(EXERCISE DATA)
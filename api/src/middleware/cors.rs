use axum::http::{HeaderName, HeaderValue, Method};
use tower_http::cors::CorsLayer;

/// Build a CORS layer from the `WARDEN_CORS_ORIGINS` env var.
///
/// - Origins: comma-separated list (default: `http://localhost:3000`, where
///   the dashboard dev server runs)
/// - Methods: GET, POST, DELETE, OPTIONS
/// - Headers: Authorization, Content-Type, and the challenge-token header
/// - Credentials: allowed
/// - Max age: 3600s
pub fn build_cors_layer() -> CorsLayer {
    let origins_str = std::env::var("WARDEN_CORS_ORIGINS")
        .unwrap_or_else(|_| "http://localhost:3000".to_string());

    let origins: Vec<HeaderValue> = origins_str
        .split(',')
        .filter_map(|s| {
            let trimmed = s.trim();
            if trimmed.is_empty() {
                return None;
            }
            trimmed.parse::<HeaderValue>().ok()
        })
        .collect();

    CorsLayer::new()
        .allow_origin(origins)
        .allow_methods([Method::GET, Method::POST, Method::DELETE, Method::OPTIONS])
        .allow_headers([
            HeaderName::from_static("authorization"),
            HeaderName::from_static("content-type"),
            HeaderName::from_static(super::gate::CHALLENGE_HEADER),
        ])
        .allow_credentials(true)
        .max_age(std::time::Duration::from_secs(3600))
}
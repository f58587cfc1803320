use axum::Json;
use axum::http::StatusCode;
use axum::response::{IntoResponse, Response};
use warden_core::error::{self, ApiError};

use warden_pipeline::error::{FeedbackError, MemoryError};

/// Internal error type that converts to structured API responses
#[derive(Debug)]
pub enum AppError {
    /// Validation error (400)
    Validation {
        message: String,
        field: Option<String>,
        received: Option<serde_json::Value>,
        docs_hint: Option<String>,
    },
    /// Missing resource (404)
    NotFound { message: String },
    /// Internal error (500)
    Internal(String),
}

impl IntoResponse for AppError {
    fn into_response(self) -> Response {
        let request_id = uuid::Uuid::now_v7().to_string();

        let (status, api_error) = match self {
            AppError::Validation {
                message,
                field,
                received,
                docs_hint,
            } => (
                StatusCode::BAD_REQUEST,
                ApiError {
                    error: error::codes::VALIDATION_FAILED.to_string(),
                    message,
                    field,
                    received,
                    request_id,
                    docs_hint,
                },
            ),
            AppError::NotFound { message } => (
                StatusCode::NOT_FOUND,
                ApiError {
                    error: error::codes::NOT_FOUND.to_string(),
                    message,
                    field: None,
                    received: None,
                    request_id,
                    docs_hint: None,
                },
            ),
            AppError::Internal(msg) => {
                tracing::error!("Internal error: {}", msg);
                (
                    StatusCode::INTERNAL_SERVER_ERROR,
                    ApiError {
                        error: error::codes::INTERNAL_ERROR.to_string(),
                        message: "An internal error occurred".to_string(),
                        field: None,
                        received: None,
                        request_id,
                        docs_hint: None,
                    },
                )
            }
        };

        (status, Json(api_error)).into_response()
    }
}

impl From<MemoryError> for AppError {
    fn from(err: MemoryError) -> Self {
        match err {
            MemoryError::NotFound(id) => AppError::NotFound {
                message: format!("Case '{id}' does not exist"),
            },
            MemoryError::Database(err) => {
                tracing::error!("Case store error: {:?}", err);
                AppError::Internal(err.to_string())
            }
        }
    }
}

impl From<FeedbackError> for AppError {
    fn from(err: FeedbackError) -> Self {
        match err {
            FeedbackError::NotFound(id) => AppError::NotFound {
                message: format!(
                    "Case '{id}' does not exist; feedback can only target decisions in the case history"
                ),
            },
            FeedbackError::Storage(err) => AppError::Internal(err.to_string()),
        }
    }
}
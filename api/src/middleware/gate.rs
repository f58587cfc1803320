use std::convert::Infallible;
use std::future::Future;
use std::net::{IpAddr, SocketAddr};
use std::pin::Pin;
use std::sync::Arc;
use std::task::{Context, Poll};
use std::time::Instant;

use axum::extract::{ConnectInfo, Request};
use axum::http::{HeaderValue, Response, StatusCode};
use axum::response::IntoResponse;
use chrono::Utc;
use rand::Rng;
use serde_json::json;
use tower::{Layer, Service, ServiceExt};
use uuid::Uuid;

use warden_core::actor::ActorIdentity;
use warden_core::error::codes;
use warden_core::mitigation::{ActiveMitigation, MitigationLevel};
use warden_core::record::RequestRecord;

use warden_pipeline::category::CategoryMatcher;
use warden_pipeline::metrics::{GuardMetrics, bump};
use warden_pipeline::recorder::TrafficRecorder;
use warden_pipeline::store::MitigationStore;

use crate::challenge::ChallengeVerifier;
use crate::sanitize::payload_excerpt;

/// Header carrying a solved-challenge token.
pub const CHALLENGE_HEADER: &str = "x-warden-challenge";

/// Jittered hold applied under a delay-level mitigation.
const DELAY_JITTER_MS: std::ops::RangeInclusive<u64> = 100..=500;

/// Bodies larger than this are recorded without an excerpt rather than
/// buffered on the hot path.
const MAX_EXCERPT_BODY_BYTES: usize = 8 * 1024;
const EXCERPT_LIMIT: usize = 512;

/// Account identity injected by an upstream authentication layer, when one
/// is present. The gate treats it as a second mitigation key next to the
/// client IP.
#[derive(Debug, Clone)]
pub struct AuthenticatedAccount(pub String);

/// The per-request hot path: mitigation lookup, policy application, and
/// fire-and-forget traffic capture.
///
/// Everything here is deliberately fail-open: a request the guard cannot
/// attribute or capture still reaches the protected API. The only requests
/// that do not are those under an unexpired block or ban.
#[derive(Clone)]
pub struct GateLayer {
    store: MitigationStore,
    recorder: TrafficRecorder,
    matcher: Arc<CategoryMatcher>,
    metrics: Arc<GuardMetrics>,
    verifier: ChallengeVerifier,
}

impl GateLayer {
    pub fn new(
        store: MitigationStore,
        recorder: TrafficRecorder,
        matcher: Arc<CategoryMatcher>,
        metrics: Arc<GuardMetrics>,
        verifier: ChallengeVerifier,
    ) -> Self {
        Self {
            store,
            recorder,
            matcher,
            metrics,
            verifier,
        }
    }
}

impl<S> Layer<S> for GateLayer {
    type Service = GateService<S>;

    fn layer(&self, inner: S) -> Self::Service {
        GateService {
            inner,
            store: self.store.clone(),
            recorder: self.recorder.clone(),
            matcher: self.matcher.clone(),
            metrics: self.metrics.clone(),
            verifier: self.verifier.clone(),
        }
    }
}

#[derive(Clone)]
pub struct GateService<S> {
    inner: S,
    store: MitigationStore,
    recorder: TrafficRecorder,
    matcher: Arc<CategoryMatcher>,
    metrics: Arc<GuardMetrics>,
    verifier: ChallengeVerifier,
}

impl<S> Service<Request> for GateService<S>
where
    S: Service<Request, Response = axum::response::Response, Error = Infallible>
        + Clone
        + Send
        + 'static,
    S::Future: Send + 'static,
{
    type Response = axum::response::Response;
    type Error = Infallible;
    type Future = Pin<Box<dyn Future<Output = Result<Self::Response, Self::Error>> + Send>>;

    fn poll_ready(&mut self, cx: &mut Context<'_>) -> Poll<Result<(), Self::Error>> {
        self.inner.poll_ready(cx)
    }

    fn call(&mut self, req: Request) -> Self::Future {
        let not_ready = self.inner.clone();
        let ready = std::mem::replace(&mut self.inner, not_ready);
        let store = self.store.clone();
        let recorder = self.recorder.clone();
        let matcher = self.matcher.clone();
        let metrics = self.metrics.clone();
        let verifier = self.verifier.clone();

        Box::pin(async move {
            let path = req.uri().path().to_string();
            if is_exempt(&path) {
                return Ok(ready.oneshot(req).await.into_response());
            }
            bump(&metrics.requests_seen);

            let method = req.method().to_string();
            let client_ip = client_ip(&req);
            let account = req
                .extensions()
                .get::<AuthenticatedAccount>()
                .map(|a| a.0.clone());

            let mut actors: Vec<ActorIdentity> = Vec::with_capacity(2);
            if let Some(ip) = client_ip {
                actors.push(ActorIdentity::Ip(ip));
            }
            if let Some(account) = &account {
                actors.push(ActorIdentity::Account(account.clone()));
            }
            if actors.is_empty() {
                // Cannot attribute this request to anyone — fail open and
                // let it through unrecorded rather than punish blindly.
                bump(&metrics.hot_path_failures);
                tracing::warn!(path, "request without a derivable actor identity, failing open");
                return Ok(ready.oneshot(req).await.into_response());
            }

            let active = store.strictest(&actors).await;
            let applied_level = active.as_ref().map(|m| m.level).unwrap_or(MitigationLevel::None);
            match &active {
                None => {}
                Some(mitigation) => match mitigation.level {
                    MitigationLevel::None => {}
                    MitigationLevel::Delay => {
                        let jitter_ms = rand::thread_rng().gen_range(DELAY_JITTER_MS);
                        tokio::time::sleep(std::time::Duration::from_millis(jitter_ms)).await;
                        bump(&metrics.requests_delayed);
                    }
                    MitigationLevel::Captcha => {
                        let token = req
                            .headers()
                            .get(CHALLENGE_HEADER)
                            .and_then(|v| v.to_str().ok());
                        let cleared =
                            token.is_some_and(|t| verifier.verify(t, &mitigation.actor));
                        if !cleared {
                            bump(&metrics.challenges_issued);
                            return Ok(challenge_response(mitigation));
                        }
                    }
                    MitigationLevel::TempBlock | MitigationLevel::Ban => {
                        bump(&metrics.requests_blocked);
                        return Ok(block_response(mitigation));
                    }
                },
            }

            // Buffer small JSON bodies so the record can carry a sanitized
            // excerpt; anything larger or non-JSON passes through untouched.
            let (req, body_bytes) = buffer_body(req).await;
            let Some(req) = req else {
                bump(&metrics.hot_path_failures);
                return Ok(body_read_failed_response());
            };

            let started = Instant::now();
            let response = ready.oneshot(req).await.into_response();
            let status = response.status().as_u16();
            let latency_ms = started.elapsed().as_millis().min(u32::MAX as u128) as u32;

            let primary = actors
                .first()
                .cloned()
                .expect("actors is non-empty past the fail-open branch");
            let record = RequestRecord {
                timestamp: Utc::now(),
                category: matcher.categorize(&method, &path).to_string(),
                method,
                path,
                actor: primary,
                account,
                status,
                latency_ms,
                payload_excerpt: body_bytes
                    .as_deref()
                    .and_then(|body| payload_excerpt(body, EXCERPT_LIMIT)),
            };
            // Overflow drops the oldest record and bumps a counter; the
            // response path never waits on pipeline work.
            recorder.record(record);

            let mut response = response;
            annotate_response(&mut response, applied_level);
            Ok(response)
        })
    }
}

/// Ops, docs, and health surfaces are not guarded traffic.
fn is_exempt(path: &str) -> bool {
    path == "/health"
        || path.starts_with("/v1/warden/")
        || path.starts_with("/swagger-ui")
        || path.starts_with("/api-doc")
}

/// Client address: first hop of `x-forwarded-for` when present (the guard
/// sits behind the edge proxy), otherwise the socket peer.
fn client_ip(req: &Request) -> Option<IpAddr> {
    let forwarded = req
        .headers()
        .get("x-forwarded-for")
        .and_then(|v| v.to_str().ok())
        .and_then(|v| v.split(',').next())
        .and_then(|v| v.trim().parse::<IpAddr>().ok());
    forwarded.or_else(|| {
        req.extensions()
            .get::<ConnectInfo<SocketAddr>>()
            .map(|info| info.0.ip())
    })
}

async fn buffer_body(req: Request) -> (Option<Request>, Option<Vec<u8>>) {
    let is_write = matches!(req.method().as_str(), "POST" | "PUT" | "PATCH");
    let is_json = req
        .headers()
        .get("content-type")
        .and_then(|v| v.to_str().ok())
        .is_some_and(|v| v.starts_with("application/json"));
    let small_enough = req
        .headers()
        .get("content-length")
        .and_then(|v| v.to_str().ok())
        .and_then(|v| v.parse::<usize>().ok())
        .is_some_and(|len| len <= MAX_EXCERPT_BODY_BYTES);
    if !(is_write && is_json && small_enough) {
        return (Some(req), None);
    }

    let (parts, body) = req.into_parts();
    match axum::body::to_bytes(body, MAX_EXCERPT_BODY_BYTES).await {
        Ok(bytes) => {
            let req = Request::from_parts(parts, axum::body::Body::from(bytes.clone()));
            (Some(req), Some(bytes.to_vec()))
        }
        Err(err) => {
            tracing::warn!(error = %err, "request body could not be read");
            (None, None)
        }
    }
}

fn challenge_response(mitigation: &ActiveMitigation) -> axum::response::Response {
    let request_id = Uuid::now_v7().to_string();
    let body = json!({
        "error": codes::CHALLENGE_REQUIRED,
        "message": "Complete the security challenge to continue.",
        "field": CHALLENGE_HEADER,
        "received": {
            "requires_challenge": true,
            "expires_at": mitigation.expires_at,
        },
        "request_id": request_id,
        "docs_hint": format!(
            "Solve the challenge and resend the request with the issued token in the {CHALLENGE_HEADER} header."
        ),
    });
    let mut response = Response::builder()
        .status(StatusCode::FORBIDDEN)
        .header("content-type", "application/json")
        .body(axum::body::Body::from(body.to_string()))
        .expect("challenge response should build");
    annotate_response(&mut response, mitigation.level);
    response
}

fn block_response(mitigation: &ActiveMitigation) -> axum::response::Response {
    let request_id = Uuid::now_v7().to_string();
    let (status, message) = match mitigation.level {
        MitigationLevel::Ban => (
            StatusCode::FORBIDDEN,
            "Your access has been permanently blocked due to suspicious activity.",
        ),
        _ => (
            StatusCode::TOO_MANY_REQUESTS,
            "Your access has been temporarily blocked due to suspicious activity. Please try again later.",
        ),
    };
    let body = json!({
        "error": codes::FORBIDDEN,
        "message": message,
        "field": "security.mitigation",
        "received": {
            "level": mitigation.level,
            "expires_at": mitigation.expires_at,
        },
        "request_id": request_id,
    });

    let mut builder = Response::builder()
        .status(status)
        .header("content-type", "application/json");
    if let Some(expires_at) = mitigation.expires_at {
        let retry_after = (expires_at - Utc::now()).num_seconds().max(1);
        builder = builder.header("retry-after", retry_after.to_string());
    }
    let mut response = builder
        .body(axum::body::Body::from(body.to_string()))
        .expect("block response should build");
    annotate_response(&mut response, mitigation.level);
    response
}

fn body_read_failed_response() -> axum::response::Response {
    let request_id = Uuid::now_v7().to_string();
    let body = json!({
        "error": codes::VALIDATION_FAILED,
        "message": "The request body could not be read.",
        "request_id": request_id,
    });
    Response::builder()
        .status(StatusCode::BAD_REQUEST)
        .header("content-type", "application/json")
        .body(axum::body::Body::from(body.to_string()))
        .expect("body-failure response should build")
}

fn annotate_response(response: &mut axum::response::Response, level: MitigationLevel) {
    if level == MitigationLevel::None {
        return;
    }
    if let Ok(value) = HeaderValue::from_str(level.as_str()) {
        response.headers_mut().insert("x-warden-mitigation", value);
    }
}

(WHAT YOU WILL DO) With the first line being the one containing "let recorder = self.recorder.clone();" and the last line the one containing "let method = req.method().to_string();", transcribe exactly the lines above that fall in that range.

(SOLUTION FOR THIS EXERCISE)
        let recorder = self.recorder.clone();
        let matcher = self.matcher.clone();
        let metrics = self.metrics.clone();
        let verifier = self.verifier.clone();

        Box::pin(async move {
            let path = req.uri().path().to_string();
            if is_exempt(&path) {
                return Ok(ready.oneshot(req).await.into_response());
            }
            bump(&metrics.requests_seen);

            let method = req.method().to_string();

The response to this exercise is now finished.